Making a partition query, reporting the first NOT NULL occurrence within partition before current row (if any)

I have a logins table which looks like this:
person_id | login_at | points_won
-----------+----------------+----------------------
1 | 2017-02-02 |
1 | 2017-02-01 |
2 | 2017-02-01 | 2
1 | 2017-01-29 | 2
2 | 2017-01-28 |
2 | 2017-01-25 | 1
3 | 2017-01-22 |
3 | 2017-01-21 |
1 | 2017-01-10 | 3
1 | 2017-01-01 | 1
I want to generate a result set containing a points_won column, which should work something like: For each row partition based on the person_id order the partition by login_at desc then report the first occurrence (not null) of last_points_won of the ordered rows in the partition (if any).
It should result in something like this:
person_id | login_at | points_won | last_points_won
-----------+----------------+----------------------+----------------------
1 | 2017-02-02 | | 2
1 | 2017-02-01 | | 2
2 | 2017-02-01 | 2 | 2
1 | 2017-01-29 | 2 | 2
2 | 2017-01-28 | | 1
2 | 2017-01-25 | 1 | 1
3 | 2017-01-22 | |
3 | 2017-01-21 | |
1 | 2017-01-10 | 3 | 3
1 | 2017-01-01 | 1 | 1
Or in plain words:
for each row, give me either the points won during this login OR if none, give
me the points won at the persons latest previous login, where he actually made some
points.
This could be achieved within a single window too, with the IGNORE NULLS option of the last_value() window function. But that's not supported in PostgreSQL yet. One alternative is the FILTER (WHERE ...) clause, but that will only work, when the window function is an aggregate function in the first place (which is not true for last_value(), but something similar could be created easily with CREATE AGGREGATE).

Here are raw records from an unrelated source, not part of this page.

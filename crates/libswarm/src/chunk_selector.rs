use tracing::debug;

use crate::{
    chunk_statistics::ChunkStatistics,
    error::{Error, Result},
    peer_chunks::PeerChunks,
    priority::{Priority, PriorityRanges, Ranges},
    type_aliases::{BF, bitfield_with_len},
};

/// Picks the next chunk to start downloading.
///
/// Candidates are wanted chunks that are neither completed nor in progress.
/// The scan starts at a rotating position so late chunks don't starve, or at
/// zero in sequential mode. With a `queue_size` above one, the rarest of the
/// first `queue_size` candidates wins.
#[derive(Debug, Clone)]
pub struct ChunkSelector {
    completed: BF,
    in_progress: BF,
    // Not completed and not in progress.
    untouched: BF,
    priorities: PriorityRanges,
    position: Option<u32>,
    sequential: bool,
    queue_size: usize,
}

impl ChunkSelector {
    pub fn new(size: u32) -> Self {
        let mut s = Self {
            completed: bitfield_with_len(size as usize),
            in_progress: bitfield_with_len(size as usize),
            untouched: BF::repeat(true, size as usize),
            priorities: PriorityRanges::all_normal(size),
            position: None,
            sequential: false,
            queue_size: 1,
        };
        s.position = s.next_wanted(0);
        s
    }

    /// Start from chunks already present on disk.
    pub fn initialize(&mut self, completed: &BF) {
        self.completed.fill(false);
        let len = self.completed.len();
        for idx in completed.iter_ones().filter(|i| *i < len) {
            self.completed.set(idx, true);
        }
        self.update_untouched();
    }

    pub fn size(&self) -> u32 {
        self.completed.len() as u32
    }

    pub fn completed(&self) -> &BF {
        &self.completed
    }

    pub fn is_complete(&self, index: u32) -> bool {
        self.completed
            .get(index as usize)
            .map(|b| *b)
            .unwrap_or(false)
    }

    pub fn priorities(&self) -> &PriorityRanges {
        &self.priorities
    }

    pub fn set_sequential(&mut self, value: bool) {
        self.sequential = value;
    }

    pub fn set_queue_size(&mut self, size: usize) {
        self.queue_size = size.max(1);
    }

    pub fn position(&self) -> Option<u32> {
        self.position
    }

    pub fn update_priorities(&mut self, priorities: PriorityRanges) {
        self.priorities = priorities;
        self.update_untouched();
    }

    fn update_untouched(&mut self) {
        self.untouched = self
            .completed
            .iter()
            .by_vals()
            .zip(self.in_progress.iter().by_vals())
            .map(|(done, used)| !(done || used))
            .collect();
        self.position = self.next_wanted(0);
        debug!(
            wanted = self.untouched.count_ones(),
            position = ?self.position,
            "chunk selection updated"
        );
    }

    fn check_index(&self, index: u32) -> Result<()> {
        if index as usize >= self.untouched.len() {
            return Err(Error::BugIndexOutOfRange(index));
        }
        Ok(())
    }

    /// Whether the chunk should still be downloaded.
    pub fn is_wanted(&self, index: u32) -> bool {
        self.untouched
            .get(index as usize)
            .map(|b| *b)
            .unwrap_or(false)
            && self.priorities.is_wanted(index)
    }

    fn wanted_in(&self, ranges: &Ranges, begin: u32, end: u32) -> impl Iterator<Item = u32> {
        ranges
            .iter_within(begin, end)
            .flat_map(move |(b, e)| {
                self.untouched[b as usize..e as usize]
                    .iter_ones()
                    .map(move |i| b + i as u32)
            })
    }

    fn next_wanted(&self, from: u32) -> Option<u32> {
        let size = self.size();
        let from = from.min(size);
        let scan = |ranges: &Ranges| {
            self.wanted_in(ranges, from, size)
                .next()
                .or_else(|| self.wanted_in(ranges, 0, from).next())
        };
        let high = scan(&self.priorities.high);
        let normal = scan(&self.priorities.normal);
        // Nearest to `from` going forward, wrapping.
        [high, normal]
            .into_iter()
            .flatten()
            .min_by_key(|i| if *i >= from { *i - from } else { *i + size - from })
    }

    fn advance_position(&mut self) {
        self.position = self.position.and_then(|p| self.next_wanted(p + 1));
    }

    /// A chunk to start for the peer, `None` if it has nothing we want.
    pub fn find(
        &mut self,
        peer: &PeerChunks,
        high_priority: bool,
        stats: &ChunkStatistics,
    ) -> Option<u32> {
        let position = self.position?;
        let size = self.size();
        let start = if self.sequential { 0 } else { position };
        let ranges = if high_priority {
            &self.priorities.high
        } else {
            &self.priorities.normal
        };

        let found = self
            .wanted_in(ranges, start, size)
            .chain(self.wanted_in(ranges, 0, start))
            .filter(|i| peer.has(*i))
            .take(self.queue_size)
            .enumerate()
            .min_by_key(|(order, i)| (stats.rarity(*i), *order))
            .map(|(_, i)| i);

        if found.is_some() && !self.sequential {
            self.advance_position();
        }
        found
    }

    pub fn using_index(&mut self, index: u32) -> Result<()> {
        self.check_index(index)?;
        if self.in_progress[index as usize] {
            return Err(Error::BugIndexAlreadyUsed(index));
        }
        self.in_progress.set(index as usize, true);
        self.untouched.set(index as usize, false);
        if self.position == Some(index) {
            self.advance_position();
        }
        Ok(())
    }

    pub fn not_using_index(&mut self, index: u32) -> Result<()> {
        self.check_index(index)?;
        if !self.in_progress[index as usize] {
            return Err(Error::BugIndexNotUsed(index));
        }
        self.in_progress.set(index as usize, false);
        if !self.completed[index as usize] {
            self.untouched.set(index as usize, true);
            if self.position.is_none() && self.priorities.is_wanted(index) {
                self.position = Some(index);
            }
        }
        Ok(())
    }

    /// The chunk passed verification.
    pub fn mark_completed(&mut self, index: u32) -> Result<()> {
        self.check_index(index)?;
        self.completed.set(index as usize, true);
        self.in_progress.set(index as usize, false);
        self.untouched.set(index as usize, false);
        if self.position == Some(index) {
            self.advance_position();
        }
        Ok(())
    }

    /// The peer announced a chunk. Returns whether that makes it interesting.
    pub fn received_have_chunk(&self, index: u32) -> bool {
        self.is_wanted(index)
    }

    /// Whether the peer has anything we want.
    pub fn is_interested(&self, peer: &PeerChunks) -> bool {
        [Priority::High, Priority::Normal]
            .into_iter()
            .filter_map(|p| self.priorities.get(p))
            .any(|r| {
                self.wanted_in(r, 0, self.size())
                    .any(|i| peer.has(i))
            })
    }
}

#[cfg(test)]
mod tests {
    use std::net::{IpAddr, Ipv4Addr, SocketAddr};

    use super::*;

    fn seeder(size: usize) -> PeerChunks {
        let addr = SocketAddr::new(IpAddr::V4(Ipv4Addr::LOCALHOST), 6881);
        PeerChunks::with_bitfield(addr, BF::repeat(true, size), size)
    }

    #[test]
    fn test_round_robin() {
        let mut s = ChunkSelector::new(4);
        let stats = ChunkStatistics::new(4);
        let p = seeder(4);
        assert_eq!(s.find(&p, false, &stats), Some(0));
        // Not marked as used yet, but the position moved on.
        assert_eq!(s.find(&p, false, &stats), Some(1));
        s.using_index(2).unwrap();
        assert_eq!(s.find(&p, false, &stats), Some(3));
        assert_eq!(s.find(&p, false, &stats), Some(0));
        assert!(matches!(s.using_index(2), Err(Error::BugIndexAlreadyUsed(2))));
    }

    #[test]
    fn test_sequential() {
        let mut s = ChunkSelector::new(4);
        s.set_sequential(true);
        let stats = ChunkStatistics::new(4);
        let p = seeder(4);
        assert_eq!(s.find(&p, false, &stats), Some(0));
        assert_eq!(s.find(&p, false, &stats), Some(0));
        s.using_index(0).unwrap();
        s.mark_completed(1).unwrap();
        assert_eq!(s.find(&p, false, &stats), Some(2));

        s.not_using_index(0).unwrap();
        assert_eq!(s.find(&p, false, &stats), Some(0));
        assert!(matches!(s.not_using_index(0), Err(Error::BugIndexNotUsed(0))));
    }

    #[test]
    fn test_priorities() {
        let mut s = ChunkSelector::new(10);
        let stats = ChunkStatistics::new(10);
        let mut prio = PriorityRanges::default();
        prio.set(0, 5, Priority::Normal);
        prio.set(7, 8, Priority::High);
        s.update_priorities(prio);

        let p = seeder(10);
        assert_eq!(s.find(&p, true, &stats), Some(7));
        assert!(!s.is_wanted(9));
        assert!(s.is_wanted(3));
        s.using_index(7).unwrap();
        assert_eq!(s.find(&p, true, &stats), None);
    }

    #[test]
    fn test_rarest_within_window() {
        let mut s = ChunkSelector::new(4);
        s.set_sequential(true);
        s.set_queue_size(3);
        let mut stats = ChunkStatistics::new(4);
        let mut common = PeerChunks::with_bitfield(
            SocketAddr::new(IpAddr::V4(Ipv4Addr::new(10, 0, 0, 2)), 1),
            [true, false, true, true].into_iter().collect(),
            4,
        );
        stats.received_connect(&mut common).unwrap();

        let p = seeder(4);
        assert_eq!(s.find(&p, false, &stats), Some(1));
    }

    #[test]
    fn test_peer_without_wanted_chunks() {
        let mut s = ChunkSelector::new(2);
        let stats = ChunkStatistics::new(2);
        let addr = SocketAddr::new(IpAddr::V4(Ipv4Addr::LOCALHOST), 6881);
        let mut p = PeerChunks::new(addr, 2);
        assert!(!s.is_interested(&p));
        assert_eq!(s.find(&p, false, &stats), None);
        p.set(1);
        assert!(s.is_interested(&p));
        s.mark_completed(1).unwrap();
        assert!(!s.received_have_chunk(1));
        assert!(!s.is_interested(&p));
    }

    #[test]
    fn test_initialize_from_existing() {
        let mut s = ChunkSelector::new(4);
        let stats = ChunkStatistics::new(4);
        // Bits past the torrent's chunk count are ignored.
        let have: BF = [true, false, true, false, true].into_iter().collect();
        s.initialize(&have);
        assert_eq!(s.completed().iter_ones().collect::<Vec<_>>(), vec![0, 2]);
        assert!(!s.is_wanted(0));
        assert!(s.is_wanted(3));
        assert_eq!(s.position(), Some(1));

        let p = seeder(4);
        assert_eq!(s.find(&p, false, &stats), Some(1));
        assert_eq!(s.find(&p, false, &stats), Some(3));
    }
}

To solve this with only built-in aggregates, you can use the array_agg() too:
SELECT (tbl).*,
all_points_won[array_upper(all_points_won, 1)] last_points_won
FROM (SELECT tbl,
array_agg(points_won)
FILTER (WHERE points_won IS NOT NULL)
OVER (PARTITION BY person_id ORDER BY login_at) all_points_won
FROM tbl) s
Note: the sub-query is not needed, if you create a dedicated last_agg() aggregate, like:
CREATE FUNCTION last_val(anyelement, anyelement)
RETURNS anyelement
LANGUAGE SQL
IMMUTABLE
CALLED ON NULL INPUT
AS 'SELECT $2';
CREATE AGGREGATE last_agg(anyelement) (
SFUNC = last_val,
STYPE = anyelement
);
SELECT tbl.*,
last_agg(points_won)
FILTER (WHERE points_won IS NOT NULL)
OVER (PARTITION BY person_id ORDER BY login_at) last_points_won
FROM tbl;
Rextester sample
Edit: once the IGNORE NULLS option will be supported on PostgreSQL, you can use the following query (which should work in Amazon Redshift too):
SELECT tbl.*,
last_value(points_won IGNORE NULLS)
OVER (PARTITION BY person_id ORDER BY login_at ROW BETWEEN UNBOUNCED PRECEDING AND CURRENT ROW) last_points_won
FROM tbl;
select *
,min(points_won) over
(
partition by person_id,group_id
) as last_points_won
from (select *
,count(points_won) over
(
partition by person_id
order by login_at
) as group_id
from mytable
) t
+-----------+------------+------------+----------+-----------------+
| person_id | login_at | points_won | group_id | last_points_won |
+-----------+------------+------------+----------+-----------------+
| 1 | 2017-01-01 | 1 | 1 | 1 |
+-----------+------------+------------+----------+-----------------+
| 1 | 2017-01-10 | 3 | 2 | 3 |
+-----------+------------+------------+----------+-----------------+
| 1 | 2017-01-29 | 2 | 3 | 2 |
+-----------+------------+------------+----------+-----------------+
| 1 | 2017-02-01 | (null) | 3 | 2 |
+-----------+------------+------------+----------+-----------------+
| 1 | 2017-02-02 | (null) | 3 | 2 |
+-----------+------------+------------+----------+-----------------+
| 2 | 2017-01-25 | 1 | 1 | 1 |
+-----------+------------+------------+----------+-----------------+
| 2 | 2017-01-28 | (null) | 1 | 1 |
+-----------+------------+------------+----------+-----------------+
| 2 | 2017-02-01 | 2 | 2 | 2 |
+-----------+------------+------------+----------+-----------------+
| 3 | 2017-01-21 | (null) | 0 | (null) |
+-----------+------------+------------+----------+-----------------+
| 3 | 2017-01-22 | (null) | 0 | (null) |
+-----------+------------+------------+----------+-----------------+